Sensebezirk
Sensebezirk
Der Sensebezirk (frz. District de la Singine) ist einer der sieben Bezirke
im Kanton Freiburg in der Schweiz und der einzige rein deutschsprachige
dieser Bezirke.
Geografie
Benannt ist er nach dem Fluss Sense, der den Grossteil seiner östlichen
Grenze zum Kanton Bern bildet. Auch die Ärgera durchfliesst das Senseland,
ihre Quelle befindet sich wie auch die der Sense im Senseoberland. Dieses
befindet sich im südlichen Teil des Bezirks und gehört zu den Freiburger
Voralpen. Norden und Westen dagegen sind dicht besiedelt und gehören zu
den Agglomerationen Bern oder Freiburg.
Geschichte
Zwischen dem 7. und 8. Jahrhundert begannen die Alemannen mit der
Besiedlung der Region und waren Träger der Germanisierung und des
Landausbaus durch Rodung im Südosten des heutigen Kantons. Stellenweise
überschritten sie die Saane.
Die Region Sense wurde 1076 erstmals als Sensuna erwähnt und ist seit der
Neuaufteilung der ehemaligen 4 Stadtpanner ein eigener Bezirk. Der
Sensebezirk gehörte bis zum Ancienne Régime grösstenteils zum Aupanner und
damit zum Hoheitsgebiet der Republik Freiburg (Respublicas Friburgensis).
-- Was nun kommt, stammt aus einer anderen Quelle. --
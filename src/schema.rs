//! The schema behaviour (`spec.md` §6): an entity owner may attach a
//! `schema` reference to a node or edge; if a schema of that name is
//! registered, it validates the entity's `data` map before commit.

use std::collections::HashMap;
use std::sync::Arc;

use crate::error::Result;
use crate::value::DataMap;

/// Validates a candidate `data` map before it is committed.
pub trait Schema: Send + Sync {
    /// Returns `Err` if `data` does not conform to this schema.
    fn validate(&self, data: &DataMap) -> Result<()>;
}

/// A schema that accepts everything, used for entities with no registered schema.
#[derive(Debug, Default, Clone, Copy)]
pub struct NoopSchema;

impl Schema for NoopSchema {
    fn validate(&self, _data: &DataMap) -> Result<()> {
        Ok(())
    }
}

/// The set of schemas a [`crate::store::Store`] knows about, keyed by the
/// name entities reference in their `schema` field.
#[derive(Default, Clone)]
pub struct SchemaRegistry {
    schemas: HashMap<String, Arc<dyn Schema>>,
}

impl SchemaRegistry {
    /// An empty registry; every `schema` reference resolves to [`NoopSchema`].
    pub fn new() -> Self {
        Self::default()
    }

    /// Registers `schema` under `name`, replacing any prior registration.
    pub fn register(&mut self, name: impl Into<String>, schema: Arc<dyn Schema>) {
        self.schemas.insert(name.into(), schema);
    }

    /// Validates `data` against the schema named `name`, falling back to
    /// [`NoopSchema`] if no schema is registered under that name.
    pub fn validate(&self, name: &str, data: &DataMap) -> Result<()> {
        match self.schemas.get(name) {
            Some(schema) => schema.validate(data),
            None => NoopSchema.validate(data),
        }
    }
}

#[cfg(test)]
mod tests {
    use super::*;
    use crate::error::Error;
    use crate::value::Value;

    struct RequiresName;

    impl Schema for RequiresName {
        fn validate(&self, data: &DataMap) -> Result<()> {
            if data.contains_key("name") {
                Ok(())
            } else {
                Err(Error::SchemaValidation("missing required field `name`".into()))
            }
        }
    }

    #[test]
    fn unregistered_schema_name_is_permissive() {
        let registry = SchemaRegistry::new();
        assert!(registry.validate("anything", &DataMap::new()).is_ok());
    }

    #[test]
    fn registered_schema_is_enforced() {
        let mut registry = SchemaRegistry::new();
        registry.register("person", Arc::new(RequiresName));

        assert!(registry.validate("person", &DataMap::new()).is_err());

        let mut data = DataMap::new();
        data.insert("name".into(), Value::String("alice".into()));
        assert!(registry.validate("person", &data).is_ok());
    }
}
//! Algorithm 3: connected components over the undirected projection
//! (`spec.md` §4.4.3).

use std::collections::{HashSet, VecDeque};

use crate::access::visible_nodes;
use crate::backend::Backend;
use crate::cancel::CancellationToken;
use crate::error::Result;
use crate::model::Node;
use crate::query::{neighbors, Direction};

/// Partitions the graph's nodes into connected components, ignoring edge
/// direction (`direction` is forced to [`Direction::Both`] regardless of
/// caller options, per `spec.md`). Component ordering reflects the
/// discovery order of each component's first node, which in turn follows
/// the backend's id-ordered `all_nodes()`. The reserved access-control
/// subgraph is excluded, since it never shares an edge with ordinary data.
pub fn run(backend: &dyn Backend, edge_key: Option<&str>, cancel: &CancellationToken) -> Result<Vec<Vec<Node>>> {
    let all_nodes = visible_nodes(backend)?;
    let mut seen: HashSet<_> = HashSet::new();
    let mut components = Vec::new();

    for node in &all_nodes {
        if seen.contains(&node.id) {
            continue;
        }
        let mut component = Vec::new();
        let mut frontier = VecDeque::new();
        frontier.push_back(node.id.clone());
        seen.insert(node.id.clone());

        while let Some(current) = frontier.pop_front() {
            cancel.check()?;
            let Ok(current_node) = backend.get_node(&current) else {
                continue;
            };
            component.push(current_node);
            for (neighbor_id, _) in neighbors(backend, &current, Direction::Both, edge_key)? {
                if seen.insert(neighbor_id.clone()) {
                    frontier.push_back(neighbor_id);
                }
            }
        }
        components.push(component);
    }

    Ok(components)
}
Der Sensebezirk hat auch einen eigenen Dialekt, der als Senslerdeutsch
bezeichnet wird.
Der Oberamtmann des Sensebezirks (Regierungsstatthalter) heisst Nicolas
Bürgisser. Der Oberamtmann wird alle fünf Jahre vom Volk gewählt. Er ist
verantwortlich für die öffentliche Ordnung und hat dazu die Instrumente
"Feuerwehr" und "Polizei" zur Verfügung. Er wacht zudem über das gute
Funktionieren der Gemeinden (Rekursinstanz für Entscheid der Gemeinde) und
ist administratives Organ für die Jagd, Fischerei und die Verwaltung der
Hunde. Der Oberamtmann stellt zudem Strafbefehle aus (Bereiche
Verkehrsdelikte und Baupolizei).
Gemeinden
Zum Sensebezirk gehören 19 Gemeinden. In der Vergangenheit haben Neuhaus
mit Plasselb und Eicholz mit Giffers fusioniert.